[Dataset entries]
──────────────────────────────
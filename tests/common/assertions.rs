//! Custom assertion macros for error envelopes
//!
//! Failures print the whole body, which makes envelope mismatches easy to
//! read.

/// Assert that an error envelope has the expected base fields
#[macro_export]
macro_rules! assert_envelope {
    ($body:expr, $name:expr, $message:expr, $status:expr) => {
        assert_eq!($body["name"], $name, "unexpected name in {}", $body);
        assert_eq!($body["message"], $message, "unexpected message in {}", $body);
        assert_eq!($body["statusCode"], $status, "unexpected statusCode in {}", $body);
    };
}

/// Assert that a JSON object does not carry a key
#[macro_export]
macro_rules! assert_no_field {
    ($body:expr, $key:expr) => {
        assert!(
            $body.get($key).is_none(),
            "Expected no '{}' in {}",
            $key,
            $body
        );
    };
}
──────────────────────────────
From the data, pick out every line that includes "unexpected".

        assert_eq!($body["name"], $name, "unexpected name in {}", $body);
        assert_eq!($body["message"], $message, "unexpected message in {}", $body);
        assert_eq!($body["statusCode"], $status, "unexpected statusCode in {}", $body);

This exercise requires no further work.